Datum: 18 december 2008
Regionale convenanten hebben voortijdig schoolverlaten niet verminderd
In 2006 heeft het ministerie van Onderwijs convenanten afgesloten met
een aantal regio's om het voortijdig schoolverlaten in het schooljaar
2006-2007 terug te dringen. Deze convenanten hebben niet geleid tot
minder voortijdig schoolverlaten. In de 14 convenantregio's was de
afname van de kans op voortijdig schoolverlaten even groot als in de
resterende 25 regio's waarmee geen convenanten zijn afgesloten. Ook is
er geen effect van de convenanten uit 2006 op de kans dat eerdere
drop-outs alsnog terugkeren in het onderwijs.

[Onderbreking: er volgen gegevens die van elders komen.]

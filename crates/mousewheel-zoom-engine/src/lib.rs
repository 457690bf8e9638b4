pub mod canvas;
pub mod edit;
pub mod element;
mod error;
pub mod io;
pub mod keys;
pub mod reference;
pub mod settings;
pub mod zoom;

#[cfg(test)]
pub mod tests;

// Re-export key types for easier usage
pub use edit::{EditPlan, EditTerm, Separator, SizeAnnotation};
pub use element::{ImageElement, ImageSource};
pub use error::ZoomError;
pub use io::{DocumentHost, IoError, Vault};
pub use keys::{KeyTracker, ModifierKey, Modifiers};
pub use reference::{ImageReference, ReferenceDialect};
pub use settings::ZoomSettings;
pub use zoom::{ImageZoom, ScrollDirection, ScrollTarget, WheelEvent, ZoomOutcome};
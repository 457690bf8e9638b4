use relative_path::{RelativePath, RelativePathBuf};
use std::fs;
use std::path::{Path, PathBuf};

use crate::element::ImageElement;

#[derive(Debug, thiserror::Error)]
pub enum IoError {
    #[error("File not found: {0}")]
    NotFound(PathBuf),
    #[error("IO error: {0}")]
    Io(#[from] std::io::Error),
    #[error("Invalid notes directory: {0}")]
    InvalidNotesDir(String),
}

/// Host side of a zoom cycle: finds, reads and persists the document
/// showing an image.
pub trait DocumentHost {
    /// The document whose pane contains `element`, if any.
    fn document_for(&self, element: &ImageElement) -> Option<RelativePathBuf>;

    fn read(&self, document: &RelativePath) -> Result<String, IoError>;

    fn write(&mut self, document: &RelativePath, text: &str) -> Result<(), IoError>;
}

/// Read a markdown file and return its content
pub fn read_file(relative_path: &RelativePath, notes_root: &Path) -> Result<String, IoError> {
    let absolute_path = relative_path.to_path(notes_root);
    if !absolute_path.exists() {
        return Err(IoError::NotFound(absolute_path));
    }
    fs::read_to_string(&absolute_path).map_err(IoError::Io)
}

/// Write content to a markdown file
pub fn write_file(
    relative_path: &RelativePath,
    notes_root: &Path,
    content: &str,
) -> Result<(), IoError> {
    let absolute_path = relative_path.to_path(notes_root);

    if let Some(parent) = absolute_path.parent() {
        fs::create_dir_all(parent).map_err(IoError::Io)?;
    }

    fs::write(&absolute_path, content).map_err(IoError::Io)
}

pub fn validate_notes_dir(path: &Path) -> Result<(), IoError> {
    if !path.exists() || !path.is_dir() {
        return Err(IoError::InvalidNotesDir(
            "Directory does not exist".to_string(),
        ));
    }

    Ok(())
}

/// Notes directory with a single active document, as seen from one pane.
#[derive(Debug, Clone)]
pub struct Vault {
    notes_root: PathBuf,
    active: Option<RelativePathBuf>,
}

impl Vault {
    pub fn new(notes_root: impl Into<PathBuf>) -> Self {
        Self {
            notes_root: notes_root.into(),
            active: None,
        }
    }

    pub fn with_active_document(mut self, document: impl Into<RelativePathBuf>) -> Self {
        self.active = Some(document.into());
        self
    }
}

impl DocumentHost for Vault {
    fn document_for(&self, _element: &ImageElement) -> Option<RelativePathBuf> {
        self.active.clone()
    }

    fn read(&self, document: &RelativePath) -> Result<String, IoError> {
        read_file(document, &self.notes_root)
    }

    fn write(&mut self, document: &RelativePath, text: &str) -> Result<(), IoError> {
        write_file(document, &self.notes_root, text)
    }
}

Dit concluderen onderzoekers Marc van der Steeg, Roel van Elk en
Dinand Webbink in de vandaag verschenen CPB-studie Did the 2006
covenants reduce school dropout in the Netherlands?. Voor het
onderzoek zijn gegevens gebruikt van de gehele leerlingenpopulaties
van het jaar voor en na invoering van het convenantenbeleid. De
gegevens zijn afkomstig uit de onderwijsnummerbestanden die recent
beschikbaar zijn gekomen.
Convenanten belangrijke pijler beleid tegen voortijdig schoolverlaten
Het convenantenbeleid is een van de belangrijke pijlers van het
Nederlandse beleid tegen voortijdig schoolverlaten. In 2006 zijn
convenanten afgesloten met 14 van de in totaal 39 RMC-regio's die
belast zijn met het registreren en begeleiden van drop-outs. De
regio's met de hoogste aantallen voortijdig schoolverlaters (vsv'ers)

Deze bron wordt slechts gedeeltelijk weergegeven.